- [Problem statement] Filter the data for lines with the word "dotenvy" and copy those lines.

- [Available data]
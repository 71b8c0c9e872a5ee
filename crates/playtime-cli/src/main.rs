//! # playtime
//!
//! Prints how long it takes to watch a whole `YouTube` playlist: video count,
//! average video length, total length, and the total at faster playback
//! speeds.

mod report;

use std::io::{self, BufRead, Write};
use std::path::Path;
use std::path::PathBuf;
use std::time::Duration;

use anyhow::{Context, Result};
use clap::Parser;
use playtime_core::{
    extract_playlist_id, Aggregator, PlaybackSpeed, DEFAULT_CONCURRENCY, DEFAULT_SPEEDS,
};
use playtime_youtube::{config::DEFAULT_BASE_URL, ClientConfig, YouTubeClient};
use report::Report;
use tracing::{debug, info};
use tracing_subscriber::{layer::SubscriberExt, util::SubscriberInitExt};

/// Environment variable holding the Data API key.
const API_KEY_VAR: &str = "YOUTUBE_API_KEY";

/// Command-line arguments
#[derive(Parser, Debug)]
#[command(name = "playtime")]
#[command(version)]
#[command(about = "Total watch time of a YouTube playlist", long_about = None)]
struct Cli {
    /// Playlist URL; prompted for when omitted
    url: Option<String>,

    /// Data API key
    #[arg(long, env = API_KEY_VAR, hide_env_values = true)]
    api_key: Option<String>,

    /// Read environment variables from this file instead of ./.env
    #[arg(long, value_name = "PATH")]
    env_file: Option<PathBuf>,

    /// Duration lookups in flight per page
    #[arg(short, long, default_value_t = DEFAULT_CONCURRENCY)]
    concurrency: usize,

    /// Playback speeds to project the total at
    #[arg(long, value_delimiter = ',', default_values_t = DEFAULT_SPEEDS)]
    speeds: Vec<f64>,

    /// Per-request timeout in seconds
    #[arg(long, default_value_t = 30)]
    timeout: u64,

    /// Data API root
    #[arg(long, default_value = DEFAULT_BASE_URL)]
    base_url: String,

    /// Enable debug logging
    #[arg(short, long)]
    verbose: bool,
}

#[tokio::main]
async fn main() -> Result<()> {
    let cli = Cli::parse();
    init_tracing(cli.verbose);

    let result = run(cli).await;
    if let Err(e) = &result {
        if is_user_error(e) {
            eprintln!("Run `playtime --help` for usage.");
        }
    }
    result
}

async fn run(cli: Cli) -> Result<()> {
    info!("Starting playtime v{}", env!("CARGO_PKG_VERSION"));

    load_env_file(cli.env_file.as_deref())?;

    let api_key = cli
        .api_key
        .clone()
        .or_else(|| std::env::var(API_KEY_VAR).ok())
        .filter(|key| !key.trim().is_empty())
        .with_context(|| {
            format!("Please set the {API_KEY_VAR} environment variable with your YouTube Data API key.")
        })?;

    let speeds = cli
        .speeds
        .iter()
        .map(|&s| PlaybackSpeed::new(s))
        .collect::<playtime_core::Result<Vec<_>>>()?;

    let url = match cli.url {
        Some(url) => url,
        None => prompt_url().context("Failed to read playlist URL")?,
    };
    let playlist = extract_playlist_id(&url)?;
    debug!("Playlist ID: {playlist}");

    let config = ClientConfig::default()
        .with_base_url(&cli.base_url)?
        .with_timeout(Duration::from_secs(cli.timeout))?;
    let client = YouTubeClient::with_config(api_key, config)?;

    let stats = Aggregator::new(client)
        .with_concurrency(cli.concurrency)
        .aggregate(&playlist)
        .await
        .with_context(|| format!("Failed to read playlist {playlist}"))?;

    let report = Report::new(stats, &speeds)?;
    print!("{report}");

    Ok(())
}

/// Whether `err` stems from bad input that a different invocation would fix.
fn is_user_error(err: &anyhow::Error) -> bool {
    err.downcast_ref::<playtime_core::Error>()
        .is_some_and(playtime_core::Error::is_user_error)
}

const fn default_filter(verbose: bool) -> &'static str {
    if verbose {
        "playtime=debug,playtime_core=debug,playtime_youtube=debug"
    } else {
        "playtime=info,playtime_core=info,playtime_youtube=info"
    }
}

fn init_tracing(verbose: bool) {
    tracing_subscriber::registry()
        .with(tracing_subscriber::fmt::layer().with_writer(io::stderr))
        .with(
            tracing_subscriber::EnvFilter::try_from_default_env()
                .unwrap_or_else(|_| default_filter(verbose).into()),
        )
        .init();
}

/// Load `path`, or `./.env` when no path is given. Only an explicitly
/// requested file is required to exist.
fn load_env_file(path: Option<&Path>) -> Result<()> {
    match path {
        Some(path) => {
            dotenvy::from_path(path)
                .with_context(|| format!("Error loading {}", path.display()))?;
            debug!("Loaded environment from {}", path.display());
        }
        None => match dotenvy::dotenv() {
            Ok(path) => debug!("Loaded environment from {}", path.display()),
            Err(e) if e.not_found() => debug!("No .env file found"),
            Err(e) => return Err(e).context("Error loading .env file"),
        },
    }
    Ok(())
}

fn prompt_url() -> io::Result<String> {
    let mut stdout = io::stdout();
    write!(stdout, "Enter the YouTube playlist URL: ")?;
    stdout.flush()?;

    read_url(io::stdin().lock())
}

fn read_url(mut input: impl BufRead) -> io::Result<String> {
    let mut line = String::new();
    input.read_line(&mut line)?;
    Ok(line.trim().to_string())
}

- [Result below]
            dotenvy::from_path(path)
        None => match dotenvy::dotenv() {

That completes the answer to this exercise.